→ **AIM OF THE TASK**
For each line of the data below, test for "MetaStore". Report only the number of lines that pass.

Saved entries
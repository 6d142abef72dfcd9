// src/commands.rs
//! Subcommand implementations.
//!
//! Each command returns what it produced so it can be exercised without
//! parsing stdout; printing is limited to the human-facing summary.

use crate::cli::{
    CheckArgs, CreateIdentifierArgs, DemoArgs, ImportKeyArgs, IssueArgs, RegisterArgs, ServeArgs,
    VerifyCredentialArgs,
};
use crate::config::Settings;
use crate::identity::agent::{describe, verify_with_fallback, IdentityAgent, ProbeOutcome};
use crate::identity::did_key;
use crate::identity::local_agent::LocalAgent;
use crate::models::credential::{ProofFormat, VerifiableCredential};
use crate::models::did::{DidDocument, ManagedIdentifier};
use crate::models::user::UserRecord;
use crate::services::api_server::ApiServer;
use crate::services::client::{VerifyClient, VerifyResponse};
use crate::services::credential_issuer::CredentialIssuer;
use crate::storage::json_store::JsonFile;
use crate::storage::meta_store::{collect_meta_paths, find_meta_path, read_meta_file, read_selected_user, MetaStore};
use crate::utils::crypto::{b64url_decode, b64url_encode};
use crate::utils::now_rfc3339;
use crate::utils::serialization::to_pretty_json;
use crate::wallet::credential_storage::{
    load_credential, CredentialStorage, CREDENTIAL_FILE, GENERATED_CREDENTIAL_FILE,
};
use crate::wallet::key_derivation::secret_for;
use crate::wallet::key_management::KeyManager;
use crate::wallet::secret::NormalizedSecret;
use anyhow::{anyhow, bail, Context, Result};
use serde_json::Value;
use std::path::PathBuf;
use std::sync::Arc;
use std::time::Duration;

/// Context recorded for students registered from the command line.
pub const REGISTERED_CONTEXT: &str = "UPES Academic Identity";

fn open_agent(settings: &Settings, secret: &NormalizedSecret) -> Result<Arc<dyn IdentityAgent>> {
    let agent = LocalAgent::open(&settings.agent_store_path, secret)
        .with_context(|| format!("failed to open agent store at {}", settings.agent_store_path.display()))?;
    Ok(Arc::new(agent))
}

fn kms_agent(settings: &Settings) -> Result<Arc<dyn IdentityAgent>> {
    let secret = settings.kms_secret()?;
    open_agent(settings, &secret)
}

fn issuer_for(settings: &Settings, agent: Arc<dyn IdentityAgent>) -> CredentialIssuer {
    CredentialIssuer::new(agent, settings.verified_users_path(), settings.database_path())
}

pub async fn serve(settings: &Settings, args: ServeArgs) -> Result<()> {
    let agent = kms_agent(settings)?;
    let addr = args.bind.unwrap_or_else(|| settings.bind_addr());
    ApiServer::new(settings, agent)
        .run(&addr)
        .await
        .with_context(|| format!("server on {} failed", addr))
}

/// Registers a student under a new random secp256k1 secret and writes the
/// matching private JWK.
pub async fn register(settings: &Settings, args: RegisterArgs) -> Result<UserRecord> {
    let key = KeyManager::generate_key();
    let secret = key.to_bytes();

    let mut user = UserRecord::new(args.name.trim(), args.sap.trim(), args.email.trim());
    user.org = Some(crate::models::user::DEFAULT_ORG.to_string());
    user.context = Some(REGISTERED_CONTEXT.to_string());
    user.created_at = Some(now_rfc3339());
    user.secret_key_hex = Some(hex::encode(secret.as_slice()));
    user.secret_key_base64 = Some(b64url_encode(secret.as_slice()));

    MetaStore::new(settings.meta_path()).append(&user).await?;

    let mut jwk = did_key::public_key_jwk(&KeyManager::public_key_bytes(&key))?;
    jwk["d"] = Value::String(b64url_encode(secret.as_slice()));
    JsonFile::new(settings.private_jwk_path()).write(&jwk).await?;

    println!("Registered {} (SAP {})", user.name, user.sap);
    println!("  meta:  {}", settings.meta_path().display());
    println!("  jwk:   {}", settings.private_jwk_path().display());
    Ok(user)
}

/// One row of the `keys` listing.
#[derive(Debug)]
pub struct KeyListing {
    pub user: UserRecord,
    pub secret: NormalizedSecret,
    pub derived: bool,
}

pub async fn keys(settings: &Settings) -> Result<Vec<KeyListing>> {
    let users = MetaStore::new(settings.meta_path()).list_all().await?;
    if users.is_empty() {
        println!("No users in {}", settings.meta_path().display());
    }

    let mut out = Vec::with_capacity(users.len());
    for user in users {
        let secret = secret_for(&user)?;
        let derived = user.stored_secret().is_none();
        println!(
            "{} (SAP {}): secretKeyHex={} secretKeyBase64={} [{}]",
            user.display_name(),
            if user.sap.is_empty() { "-" } else { user.sap.as_str() },
            secret,
            user.secret_key_base64.as_deref().unwrap_or("-"),
            if derived { "derived" } else { "stored" }
        );
        out.push(KeyListing { user, secret, derived });
    }
    Ok(out)
}

/// Creates (or returns) the identifier aliased by a student's SAP id, with
/// the agent running under that student's secret.
pub async fn create_identifier(settings: &Settings, args: CreateIdentifierArgs) -> Result<ManagedIdentifier> {
    let meta = MetaStore::new(settings.meta_path());
    let user = match &args.sap {
        Some(sap) => meta
            .find_by_sap(sap)
            .await?
            .ok_or_else(|| anyhow!("no registered user with SAP {}", sap))?,
        None => meta
            .newest()
            .await?
            .ok_or_else(|| anyhow!("no users in {}; run `register` first", meta.path().display()))?,
    };

    let secret = secret_for(&user)?;
    let agent = open_agent(settings, &secret)?;
    let alias = if user.sap.is_empty() { user.subject_handle() } else { user.sap.as_str() };
    let identifier = agent
        .get_or_create_identifier(alias)
        .await
        .map_err(|e| anyhow!(describe(&e)))?;

    println!("{}", to_pretty_json(&identifier)?);
    Ok(identifier)
}

pub async fn list_identifiers(settings: &Settings) -> Result<Vec<ManagedIdentifier>> {
    let identifiers = kms_agent(settings)?.find_identifiers().await?;
    println!("{}", to_pretty_json(&identifiers)?);
    Ok(identifiers)
}

/// Issues a `StudentCredential` for the user in the (discovered) meta file
/// and writes it to `credential.json`.
pub async fn issue(settings: &Settings, args: IssueArgs) -> Result<PathBuf> {
    let meta_path = match args.meta {
        Some(path) => path,
        None => {
            let cwd = std::env::current_dir()?;
            find_meta_path(&cwd, &settings.key_data_dir)
                .await
                .ok_or_else(|| anyhow!("no meta file found in . or {}", settings.key_data_dir.display()))?
        }
    };
    log::info!("issuing from {}", meta_path.display());
    let user = read_selected_user(&meta_path)
        .await?
        .ok_or_else(|| anyhow!("{} holds no recognizable user", meta_path.display()))?;

    let issuer = issuer_for(settings, kms_agent(settings)?);
    let credential = issuer.issue_student_credential(&user, args.format).await?;
    let storage = CredentialStorage::new(&settings.key_data_dir);
    if storage.contains_credential(CREDENTIAL_FILE).await {
        log::info!("replacing {}", storage.path_of(CREDENTIAL_FILE).display());
    }
    let path = storage.store_credential(CREDENTIAL_FILE, &credential).await?;

    println!("Issued {} credential for {} -> {}", args.format, user.display_name(), path.display());
    Ok(path)
}

/// Verifies a stored credential.
///
/// # Returns
/// The probe outcome; the caller turns `verified: false` into a failing exit.
pub async fn verify_credential(settings: &Settings, args: VerifyCredentialArgs) -> Result<ProbeOutcome> {
    let credential = match &args.file {
        Some(path) => load_credential(path).await?,
        None => {
            CredentialStorage::new(&settings.key_data_dir)
                .get_credential(CREDENTIAL_FILE)
                .await?
        }
    };
    let credential = credential.ok_or_else(|| {
        let path = args
            .file
            .clone()
            .unwrap_or_else(|| settings.key_data_dir.join(CREDENTIAL_FILE));
        anyhow!("credential file {} not found", path.display())
    })?;

    let agent = kms_agent(settings)?;
    let outcome = verify_with_fallback(agent.as_ref(), &credential, args.format).await;
    print_outcome(&outcome)?;
    Ok(outcome)
}

fn print_outcome(outcome: &ProbeOutcome) -> Result<()> {
    let tried: Vec<&str> = outcome.tried_formats.iter().map(|f| f.as_str()).collect();
    println!("Tried formats: {}", tried.join(", "));
    println!("Verified: {}", outcome.verified);
    println!("{}", to_pretty_json(&outcome.result)?);
    Ok(())
}

/// What the demo produced.
#[derive(Debug)]
pub struct DemoReport {
    pub user: UserRecord,
    pub credential_path: PathBuf,
    pub credential: VerifiableCredential,
    pub outcome: ProbeOutcome,
    pub issuer_document: DidDocument,
}

/// Runs issue → verify → resolve for one user under that user's secret.
///
/// The agent uses a throwaway store: the session secret differs per user,
/// and keys sealed under it would be unusable by the configured agent.
pub async fn demo(settings: &Settings, args: DemoArgs) -> Result<DemoReport> {
    let mut users = Vec::new();
    for path in collect_meta_paths(&settings.key_data_dir).await {
        users.extend(read_meta_file(&path).await);
    }
    if users.is_empty() {
        bail!("no users found in meta files under {}", settings.key_data_dir.display());
    }
    for (i, user) in users.iter().enumerate() {
        println!("  [{}] {} ({})", i + 1, user.display_name(), user.subject_handle());
    }
    let user = args
        .user
        .checked_sub(1)
        .and_then(|i| users.get(i))
        .cloned()
        .ok_or_else(|| anyhow!("--user must be between 1 and {}", users.len()))?;

    let secret = secret_for(&user)?;
    log::info!("demo session secret {}... for {}", secret.fingerprint(), user.display_name());
    let agent: Arc<dyn IdentityAgent> = Arc::new(LocalAgent::temporary(&secret)?);

    let credential = issuer_for(settings, agent.clone())
        .issue_student_credential(&user, ProofFormat::Jwt)
        .await?;
    let credential_path = CredentialStorage::new(&settings.key_data_dir)
        .store_credential(GENERATED_CREDENTIAL_FILE, &credential)
        .await?;
    println!("Credential written to {}", credential_path.display());

    let outcome = verify_with_fallback(agent.as_ref(), &credential, None).await;
    print_outcome(&outcome)?;

    let issuer = agent.create_or_get_issuer_identity().await?;
    let issuer_document = agent.resolve_did(&issuer.did).await?;
    println!("{}", to_pretty_json(&issuer_document)?);

    Ok(DemoReport {
        user,
        credential_path,
        credential,
        outcome,
        issuer_document,
    })
}

pub async fn check(settings: &Settings, args: CheckArgs) -> Result<VerifyResponse> {
    let base_url = args.backend_url.unwrap_or_else(|| settings.backend_url.clone());
    let response = VerifyClient::new(base_url)
        .with_retry_delay(Duration::from_millis(args.retry_delay_ms))
        .check(&args.sap)
        .await?;
    println!("{}", response.render());
    Ok(response)
}

/// Reads the private scalar out of a secp256k1 JWK, checking `x`/`y` when
/// present.
pub fn private_key_from_jwk(jwk: &Value) -> Result<Vec<u8>> {
    let field = |name: &str| jwk.get(name).and_then(Value::as_str);
    if field("kty") != Some("EC") || field("crv") != Some("secp256k1") {
        bail!("JWK must have kty \"EC\" and crv \"secp256k1\"");
    }
    let d = field("d").ok_or_else(|| anyhow!("JWK has no private component \"d\""))?;
    let secret = b64url_decode(d).map_err(|e| anyhow!("JWK \"d\" is not base64url: {}", e))?;
    if secret.len() != 32 {
        bail!("JWK \"d\" must be 32 bytes, found {}", secret.len());
    }

    let key = KeyManager::import_key(&secret)?;
    let expected = did_key::public_key_jwk(&KeyManager::public_key_bytes(&key))?;
    for coordinate in ["x", "y"] {
        if let Some(given) = field(coordinate) {
            if Some(given) != expected[coordinate].as_str() {
                bail!("JWK \"{}\" does not match its private key", coordinate);
            }
        }
    }
    Ok(secret)
}

pub async fn import_key(settings: &Settings, args: ImportKeyArgs) -> Result<ManagedIdentifier> {
    let jwk = JsonFile::new(&args.jwk)
        .read_value()
        .await?
        .ok_or_else(|| anyhow!("{} not found", args.jwk.display()))?;
    let secret = private_key_from_jwk(&jwk)?;

    let identifier = kms_agent(settings)?
        .import_identifier(&args.alias, &secret)
        .await
        .map_err(|e| anyhow!(describe(&e)))?;
    println!("{}", to_pretty_json(&identifier)?);
    Ok(identifier)
}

→ **SOLUTION BELOW**
4